To succeed in this role, you should have the following skills and experience:

•Bachelor’s degree plus a minimum of 5 years, or a Master’s degree plus a minimum of 3 years of related experience, in the medical device or another regulated industry and in the application of automated technology, particularly GAMP 5

•Understanding and application of appropriate global medical device regulations, requirements and standards, including FDA’s 21 CFR 820, ISO 13485, EU Medical Device Directive (93/42/EEC), Canadian Medical Devices Regulation (SOR/98-282), Japanese MHLW Ordinance 169, ANVISA, ISO 14971, ISO 9001, and others including familiarity with the European Medical Device Regulation MDR 2017/745.

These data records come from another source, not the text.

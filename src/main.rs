mod cli;
mod error;
mod logging;
mod model;
mod orchestrator;
mod planner;
mod telemetry;
mod text_summary;
#[cfg(feature = "tui")]
mod tui;

use anyhow::Result;
use clap::Parser;
use logging::LogTarget;

#[tokio::main]
async fn main() -> Result<()> {
    let args = cli::Cli::parse();
    let is_non_tui = args.json || args.text || !cfg!(feature = "tui");

    // The TUI owns the terminal, so its logs always go to a file.
    let default_log = if is_non_tui {
        None
    } else {
        logging::default_log_path()
    };
    let log_path = args.log_file.clone().or(default_log);
    match log_path.as_deref() {
        Some(path) => logging::init(LogTarget::File(path))?,
        None if is_non_tui => logging::init(LogTarget::Stderr)?,
        // No cache dir to log into; stay quiet rather than draw over the TUI.
        None => {}
    }

    match cli::run(args).await {
        Ok(()) => {
            // The stdin reader thread may still be parked on a read.
            if is_non_tui {
                std::process::exit(0);
            }
            Ok(())
        }
        Err(e) => {
            tracing::error!(error = %e, "plan review failed");
            Err(e)
        }
    }
}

•Experienced Engineer with proven success within teams and delivering on organizational objectives

•Proven experience in Quality Management System processes, including cross sector or business process standardization, ensuring effectiveness and efficiency while maintaining compliance with worldwide regulations

•An ability to successfully communicate and educate Quality Management System regulations, policies and strategies to teams at all levels of the organization

•Experience in corrective and preventive actions, including root cause analysis, documenting findings/actions, and implementing actions.

•Advanced Analytical Skills; demonstrated ability to troubleshoot complex process/system issues

•Project Management (development of project plans, status meetings, project reporting, etc.) and organizational change management

•Strong communication skills; ability to prioritize and manage multiple simultaneous programs/projects

•Strong IT Skills

•Ability to travel up to 25%

You will be a part of:

You are empowered to use your voice and expertise to have a positive impact on your team, the business, and health technologies that will improve the health, well-being and care for people around world. You will report directly to the Head of Philips Quality Management Systems & Compliance.

In return, we offer you:

Philips welcomes you to a challenging, innovative environment with great opportunities for you to explore and grow.

Quality is on the top of Philips leadership agenda and that means you have the unique opportunity to come in and have a recognized voice to drive and witness exciting, transformational changes. You will be empowered to drive high quality, groundbreaking innovations with a globally recognized, premium brand behind you. And when you are successful in this role you will have an array of diverse career opportunities open to you – across different functional areas, product lines, business groups and/or geographies. That is a commitment Philips Quality Leadership team has made and stands by.

Why work on a project at Philips?

If you’re looking for meaningful work and a chance to tackle complex challenges, broaden your skills and expertise and become an even more sought after professional, you’ll find all that and more with project work at Philips.

The Randstad companies are responsible for finding talent to provide services at Philips. If you are selected to provide services for Philips, you will be employed by Randstad and will not be an employee of Philips.